SOURCE DATA:
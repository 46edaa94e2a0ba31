//! Engine configuration: every magic number the
//! rest of the crate uses is collected here with its default value.

use std::time::Duration;

use serde::{Deserialize, Serialize};

/// Tunable engine parameters, collected in one struct the way a CLI tool
/// collects every tunable constant in its own `Args` struct. `Serialize` /
/// `Deserialize` let a host embed this directly in its own on-disk config.
#[derive(Clone, Debug, Serialize, Deserialize)]
#[serde(default)]
pub struct ProtocolConfig {
    /// Bounded line-history capacity serviced for resend (N=50).
    pub history_capacity: usize,
    /// Maximum outstanding clear-to-send credit (max=10).
    pub max_credit: u32,
    /// Resend-requested log burst size per window.
    pub resend_log_burst: u32,
    /// Resend-requested log window (60s).
    pub resend_log_window: Duration,
    /// Ceiling on autoreport intervals the engine will request from
    /// firmware (M155/M27), in seconds.
    pub max_autoreport_interval_secs: u32,
    /// Whether an emergency stop (M112) also zeroes the heater setpoints it
    /// knows about before tearing the connection down. Default leaves this
    /// to the firmware's own M112 handling, matching most hosts; opting in
    /// adds a belt-and-suspenders zero from the host side too, since a
    /// forced shutdown can't be sure the firmware is still listening.
    pub emergency_stop_drops_heaters: bool,
    /// How long the engine waits for any line from firmware before running
    /// the timeout ladder (base timeouts of 10/15s are derived
    /// from this multiplied out in `crate::timeout`; this is the poll
    /// granularity the liveness task wakes at).
    pub liveness_poll_interval: Duration,
}

impl Default for ProtocolConfig {
    fn default() -> Self {
        Self {
            history_capacity: crate::history::DEFAULT_CAPACITY,
            max_credit: crate::credit::DEFAULT_MAX,
            resend_log_burst: 5,
            resend_log_window: Duration::from_secs(60),
            max_autoreport_interval_secs: 2,
            emergency_stop_drops_heaters: false,
            liveness_poll_interval: Duration::from_secs(1),
        }
    }
}

#[cfg(test)]
mod tests {
    use super::*;

    #[test]
    fn defaults_match_documented_constants() {
        let cfg = ProtocolConfig::default();
        assert_eq!(cfg.history_capacity, 50);
        assert_eq!(cfg.max_credit, 10);
        assert!(!cfg.emergency_stop_drops_heaters);
    }
}
mod args;

use std::process::ExitCode;
use std::sync::Arc;

use anyhow::{Context, Result};
use clap::Parser;
use tokio::signal;
use tracing::{error, info, warn, Level};

use crate::args::Args;
use reprap_proto::listener::ProtocolListener;
use reprap_proto::state::ProtocolState;
use reprap_proto::{Protocol, ProtocolConfig};

/// Mirrors engine events onto `tracing`, the way a host UI would subscribe to
/// them without owning any of the engine's internal state.
struct TracingListener;

impl ProtocolListener for TracingListener {
    fn on_protocol_state_change(&self, old: ProtocolState, new: ProtocolState) {
        info!(?old, ?new, "state change");
    }

    fn on_protocol_temperature_update(
        &self,
        temps: &std::collections::BTreeMap<String, (Option<f64>, Option<f64>)>,
    ) {
        info!(?temps, "temperature update");
    }

    fn on_protocol_firmware_info(&self, name: &str, info: &std::collections::BTreeMap<String, String>) {
        info!(name, ?info, "firmware identified");
    }

    fn on_protocol_sd_file_list(&self, files: &[(String, u64)]) {
        info!(count = files.len(), "sd file list received");
    }

    fn on_protocol_file_print_started(&self, name: &str, size: u64) {
        info!(name, size, "sd print started");
    }

    fn on_protocol_file_print_done(&self) {
        info!("sd print done");
    }

    fn on_protocol_log(&self, message: &str) {
        info!(%message, "protocol log");
    }

    fn on_protocol_error(&self, error: &reprap_proto::ProtocolError) {
        warn!(%error, "protocol error");
    }

    fn on_protocol_unmatched_line(&self, line: &str) {
        info!(%line, "unmatched line from firmware");
    }
}

#[tokio::main(flavor = "current_thread")]
async fn main() -> ExitCode {
    let args = Args::parse();

    if args.debug {
        tracing_subscriber::fmt().with_max_level(Level::TRACE).init();
    } else {
        tracing_subscriber::fmt().json().init();
    }

    match run(args).await {
        Ok(()) => ExitCode::SUCCESS,
        Err(error) => {
            error!(%error, "encountered runtime error");
            ExitCode::FAILURE
        },
    }
}

async fn run(args: Args) -> Result<()> {
    let port = args.port.to_string_lossy().into_owned();
    info!(port, baud = args.baud, "opening serial port");

    let transport = reprap_proto::transport::open_serial(&port, args.baud)
        .with_context(|| format!("opening {port}"))?;

    let protocol = Protocol::new(ProtocolConfig::default(), Arc::new(TracingListener));
    protocol.connect(transport).await;

    if let Some(command) = args.command {
        protocol.send_commands([command]).await;
    }

    if let Err(error) = signal::ctrl_c().await {
        warn!(%error, "something strange with ctrl-c handling!");
    }

    protocol.disconnect().await;
    Ok(())
}
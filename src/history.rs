//! Line history: a bounded ring of recently-sent lines, indexed
//! by line number, used to service resend requests.

use std::collections::BTreeMap;
use std::fmt;

use bytes::Bytes;

/// Number of sent lines retained for resend (N=50).
pub const DEFAULT_CAPACITY: usize = 50;

#[derive(Debug)]
pub enum HistoryError {
    NotFound { requested: u64 },
}

impl fmt::Display for HistoryError {
    fn fmt(&self, f: &mut fmt::Formatter<'_>) -> fmt::Result {
        match self {
            Self::NotFound { requested } => write!(f, "line {requested} not in history"),
        }
    }
}

impl std::error::Error for HistoryError {}

/// A bounded `line_number -> bytes` mapping. Eviction discards the smallest
/// key when at capacity, since lines are only ever appended in increasing
/// order (I1/I2).
#[derive(Debug)]
pub struct History {
    capacity: usize,
    lines: BTreeMap<u64, Bytes>,
}

impl History {
    pub fn new(capacity: usize) -> Self {
        Self { capacity, lines: BTreeMap::new() }
    }

    /// Records `bytes` against `line_number`, evicting the oldest entry if
    /// the history is at capacity.
    pub fn append(&mut self, line_number: u64, bytes: Bytes) {
        self.lines.insert(line_number, bytes);
        while self.lines.len() > self.capacity {
            if let Some(&oldest) = self.lines.keys().next() {
                self.lines.remove(&oldest);
            }
        }
    }

    /// Fetches the bytes sent for `line_number`. A missing key is a hard
    /// error for resend handling.
    pub fn get(&self, line_number: u64) -> Result<Bytes, HistoryError> {
        self.lines
            .get(&line_number)
            .cloned()
            .ok_or(HistoryError::NotFound { requested: line_number })
    }

    pub fn contains(&self, line_number: u64) -> bool {
        self.lines.contains_key(&line_number)
    }

    pub fn clear(&mut self) {
        self.lines.clear();
    }

    pub fn len(&self) -> usize {
        self.lines.len()
    }

    pub fn is_empty(&self) -> bool {
        self.lines.is_empty()
    }
}

#[cfg(test)]
mod tests {
    use super::*;

    #[test]
    fn append_and_get_roundtrip() {
        let mut h = History::new(4);
        h.append(1, Bytes::from_static(b"G28"));
        assert_eq!(h.get(1).unwrap(), Bytes::from_static(b"G28"));
    }

    #[test]
    fn get_missing_is_error() {
        let h = History::new(4);
        assert!(matches!(h.get(5), Err(HistoryError::NotFound { requested: 5 })));
    }

    #[test]
    fn eviction_discards_oldest() {
        let mut h = History::new(2);
        h.append(1, Bytes::from_static(b"a"));
        h.append(2, Bytes::from_static(b"b"));
        h.append(3, Bytes::from_static(b"c"));
        assert!(!h.contains(1));
        assert!(h.contains(2));
        assert!(h.contains(3));
        assert_eq!(h.len(), 2);
    }

    #[test]
    fn clear_empties_history() {
        let mut h = History::new(4);
        h.append(1, Bytes::from_static(b"a"));
        h.clear();
        assert!(h.is_empty());
    }
}
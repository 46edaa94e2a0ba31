//! The `marlin` flavor: identified from a `FIRMWARE_NAME:Marlin …` report.
//! Builds on [`super::generic`]'s matchers, overriding only what Marlin
//! actually does differently (checksum policy, emergency-stop framing).

use std::collections::BTreeMap;

use crate::command::to_command;
use crate::flavor::{generic, Emitters, Flavor, Policy};

fn identifier(firmware_name: &str, _info: &BTreeMap<String, String>) -> bool {
    firmware_name.to_ascii_lowercase().contains("marlin")
}

fn emit_emergency_stop() -> crate::command::Command {
    // Marlin treats M112 identically to the generic case; kept as its own
    // function (rather than reusing generic's) so a future Marlin-specific
    // framing change has somewhere to live.
    to_command("M112", None, vec![])
}

pub fn flavor() -> Flavor {
    let base = generic::flavor();

    Flavor {
        key: "marlin",
        identifier,
        messages: base.messages,
        errors: base.errors,
        emitters: Emitters { emergency_stop: emit_emergency_stop, ..base.emitters },
        policy: Policy {
            // Marlin acks unknown commands, so hosts sending it uncommon
            // gcodes expect an `ok` even for lines it doesn't recognize.
            unknown_requires_ack: true,
            ..base.policy
        },
    }
}

#[cfg(test)]
mod tests {
    use super::*;

    #[test]
    fn identifies_marlin_by_name() {
        let f = flavor();
        assert!((f.identifier)("Marlin 2.1.2", &BTreeMap::new()));
        assert!(!(f.identifier)("Repetier-Firmware", &BTreeMap::new()));
    }
}
//! Crate-wide error taxonomy .
//!
//! Each variant maps to one entry in the error taxonomy. Local errors
//! (`QueueDedup`, `HookFailure`, `FlavorParseFailure`) are contained at the
//! boundary that produces them and never escape as `Err` to a caller of
//! [`crate::protocol::Protocol`]; they exist here so they can be logged
//! uniformly and unit-tested.

use std::fmt;

/// A line number referenced by a resend request or history lookup.
pub type LineNumber = u64;

#[derive(Debug)]
pub enum ProtocolError {
    /// Firmware asked to resend a line still present in history.
    LineNumberMismatch { requested: LineNumber, current: LineNumber },
    /// Firmware asked to resend a line no longer (or never) in history.
    LineNumberUnknown { requested: LineNumber },
    /// Firmware reported a checksum error for a given line.
    ChecksumMismatch { line: LineNumber },
    /// No line was received within the configured deadline, `consecutive`
    /// times in a row.
    CommunicationTimeout { consecutive: u32 },
    /// The transport reported an unrecoverable failure.
    TransportFailure(String),
    /// A flavor matcher or parser aborted handling of a line.
    FlavorParseFailure { matcher: &'static str },
    /// A command could not be enqueued because its `type` was already
    /// present on the target track.
    QueueDedup { item_type: crate::command::CommandType },
    /// A phase-pipeline hook raised while processing a command.
    HookFailure { phase: &'static str, hook: &'static str },
}

impl fmt::Display for ProtocolError {
    fn fmt(&self, f: &mut fmt::Formatter<'_>) -> fmt::Result {
        match self {
            Self::LineNumberMismatch { requested, current } => write!(
                f,
                "resend requested for line {requested}, current line is {current}"
            ),
            Self::LineNumberUnknown { requested } => {
                write!(f, "resend requested for unknown line {requested}")
            },
            Self::ChecksumMismatch { line } => write!(f, "checksum mismatch on line {line}"),
            Self::CommunicationTimeout { consecutive } => {
                write!(f, "{consecutive} consecutive communication timeouts")
            },
            Self::TransportFailure(msg) => write!(f, "transport failure: {msg}"),
            Self::FlavorParseFailure { matcher } => {
                write!(f, "flavor parser for {matcher} returned no payload")
            },
            Self::QueueDedup { item_type } => {
                write!(f, "type {item_type:?} already queued")
            },
            Self::HookFailure { phase, hook } => {
                write!(f, "hook {hook} failed during {phase} phase")
            },
        }
    }
}

impl std::error::Error for ProtocolError {}

impl From<crate::history::HistoryError> for ProtocolError {
    fn from(value: crate::history::HistoryError) -> Self {
        match value {
            crate::history::HistoryError::NotFound { requested } => {
                Self::LineNumberUnknown { requested }
            },
        }
    }
}

impl From<crate::queue::send::EnqueueError> for ProtocolError {
    fn from(value: crate::queue::send::EnqueueError) -> Self {
        match value {
            crate::queue::send::EnqueueError::Dedup { item_type } => {
                Self::QueueDedup { item_type }
            },
        }
    }
}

TASK REQUIREMENTS: Wherever the string "opening" occurs in the entries, copy that whole line.

OUTPUT OF THE EXERCISE:
    info!(port, baud = args.baud, "opening serial port");
        .with_context(|| format!("opening {port}"))?;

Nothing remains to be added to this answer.